Cass. pen., Sez. 2^, sentenza n. 17592/2023, udienza del 31 marzo 2023, analizza la struttura del reato di trasferimento fraudolento di valori nei termini che seguono.
Secondo la costante giurisprudenza di legittimità, il delitto ex art. 512-bis cod. pen. è un reato di pericolo astratto, configurabile quando l’agente, sottoposto o sottoponibile a una misura di prevenzione, compia un qualsiasi negozio giuridico al fine di eludere le disposizioni di legge in materia di misure di prevenzione patrimoniali; ne consegue che la valutazione circa il pericolo di elusione della misura va compiuta ex ante, su base parziale, ovvero, alla stregua delle circostanze che, al momento della condotta, erano conosciute o conoscibili da un uomo medio in quella determinata situazione spazio-temporale.
Per integrare il reato di trasferimento fraudolento di valori, inoltre, è sufficiente l’accertamento dell’attribuzione fittizia ad altri della titolarità o della disponibilità di denaro, beni o utilità, senza che al giudice sia anche richiesto l’apprezzamento della concreta capacità elusiva dell’operazione patrimoniale accertata, trattandosi di situazione estranea agli elementi costitutivi del fatto incriminato. Detti principi hanno riflessi anche in ordine alla verifica della sussistenza dell’elemento soggettivo del reato, costituito dal dolo specifico (ex plurimis cfr. Sez. 3, n. 23097 del 08/05/2019, , Rv. 276199 nonché Sez. 6, n. 49832 del 19/04/2018, Rv. 274286), connotato dallo “scopo elusivo” che «prescinde dalla concreta possibilità dell’adozione di misure di prevenzione patrimoniali all’esito del relativo procedimento, essendo integrato anche soltanto dal fondato timore dell’inizio di esso, a prescindere da quello che potrebbe esserne l’esito» (così Sez. 2, n. 2483 del 21/10/2014, dep. 2015, Rv. 261980; in senso conforme cfr., ad es., Sez. 5, n. 1886 del 07/12/2021, dep. 2022, Rv. 282645; Sez. 2, n. 22954 del 28/03/2017, Rv. 270480; Sez. 5, n. 13083 del 28/02/2014, Rv. 262764; Sez. 6, n. 27666 del 04/07/2011, Rv. 250356). Inoltre, la finalità elusiva delle misure di prevenzione patrimoniali può essere accompagnata da finalità concorrenti, non necessariamente ed esclusivamente collegate alla impellente e urgente necessità di liberarsi dei beni in vista di una loro possibile ablazione (in questo senso v. Sez. 2, n. 46704 del 09/10/2019, Rv. 277598 nonché, da ultimo, Sez. 2, n. 30573 del 03/02/2023, non mass.).

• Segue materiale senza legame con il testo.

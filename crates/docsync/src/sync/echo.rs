//! One-shot suppression of the controller's own text echo.

/// Armed when the controller has just published text to the text surface.
///
/// The next text-change notification always disarms the guard. It is
/// suppressed only when it carries exactly the published text, so a host
/// that never echoes cannot cause a later user edit to be dropped.
#[derive(Debug, Clone, PartialEq, Eq, Default)]
pub enum EchoGuard {
    #[default]
    Disarmed,
    Armed {
        text: String,
    },
}

impl EchoGuard {
    pub fn arm(&mut self, text: String) {
        *self = EchoGuard::Armed { text };
    }

    /// Consume one notification. Returns `true` if it is the echo.
    pub fn consume(&mut self, incoming: &str) -> bool {
        match std::mem::take(self) {
            EchoGuard::Armed { text } => text == incoming,
            EchoGuard::Disarmed => false,
        }
    }

    pub fn disarm(&mut self) {
        *self = EchoGuard::Disarmed;
    }

    pub fn is_armed(&self) -> bool {
        matches!(self, EchoGuard::Armed { .. })
    }
}
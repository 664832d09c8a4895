//! `docsync-resolve`: print the node an internal reference points to.
//!
//! Usage:
//!   docsync-resolve '#/components/schemas/Pet'
//!
//! The document is read from stdin. Chains of `$ref` are followed; a cycle
//! is reported as an error.

use docsync::cli::resolve_reference;
use docsync::config::SyncConfig;
use std::io::{self, Read, Write};
use tracing::error;

fn main() {
    tracing_subscriber::fmt()
        .with_env_filter(
            tracing_subscriber::EnvFilter::try_from_default_env()
                .unwrap_or_else(|_| tracing_subscriber::EnvFilter::new("warn")),
        )
        .with_writer(io::stderr)
        .init();

    let args: Vec<String> = std::env::args().collect();
    let reference = match args.get(1) {
        Some(r) => r.clone(),
        None => {
            eprintln!("First argument must be a reference such as '#/components/schemas/Pet'.");
            std::process::exit(1);
        }
    };

    let config = match SyncConfig::from_env() {
        Ok(config) => config,
        Err(e) => {
            error!("{e}");
            std::process::exit(1);
        }
    };

    let mut buf = String::new();
    if let Err(e) = io::stdin().read_to_string(&mut buf) {
        error!("{e}");
        std::process::exit(1);
    }

    match resolve_reference(&buf, &reference, &config) {
        Ok(result) => {
            let mut out = result;
            if !out.ends_with('\n') {
                out.push('\n');
            }
            if let Err(e) = io::stdout().write_all(out.as_bytes()) {
                error!("{e}");
                std::process::exit(1);
            }
        }
        Err(e) => {
            eprintln!("{e}");
            std::process::exit(1);
        }
    }
}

In ordine all’elemento psicologico richiesto affinché anche il soggetto interposto possa essere ritenuto concorrente nel reato, alcune pronunce di legittimità hanno affermato che il delitto previsto dall’art. 512-bis cod. pen. richiede che tutti i concorrenti nel reato abbiano agito con il dolo specifico di eludere le disposizioni di legge in materia di prevenzione patrimoniale (cfr., ad es., Sez. 2, n. 45080 del 14/10/2021, Rv. 282437 e Sez. 6, n. 34667 del 07/05/2016, Rv. 267705); secondo un altro e prevalente orientamento, risponde a titolo di concorso anche colui che non è animato dal dolo specifico di eludere le disposizioni di legge in materia di prevenzione ovvero di agevolare la commissione di uno dei delitti di cui agli articoli 648, 648-bis e 648-ter del codice penale, a condizione che almeno uno degli altri concorrenti agisca con tale intenzione e che della stessa il primo sia consapevole (Sez. 2, n. 18260 del 06/05/2022, non mass.; Sez. 2, n. 38044 del 14/07/2021, Rv. 282202; Sez. 2, n. 38277 del 07/06/2019, Rv. 276954).
Questo ultimo principio richiama quello più generale statuito dalle Sezioni Unite della Corte di cassazione (Sez. U, n. 16 del 05/10/1994, Demitry, non mass. sul punto), secondo il quale, nelle fattispecie (anche) a dolo specifico, «la sussistenza del reato richiede che almeno uno dei concorrenti agisca per quella particolare finalità richiesta dalla norma incriminatrice; occorre peraltro che il concorrente privo del dolo specifico sia consapevole che altro concorrente agisca con il richiesto elemento soggettivo». Nello stesso senso si sono poi pronunciate le Sezioni Unite in tema di concorso esterno nel delitto di cui all’art. 416-bis cod. pen. (Sez. U, n. 33748 del 12/07/2005, Mannino, Rv. 202904).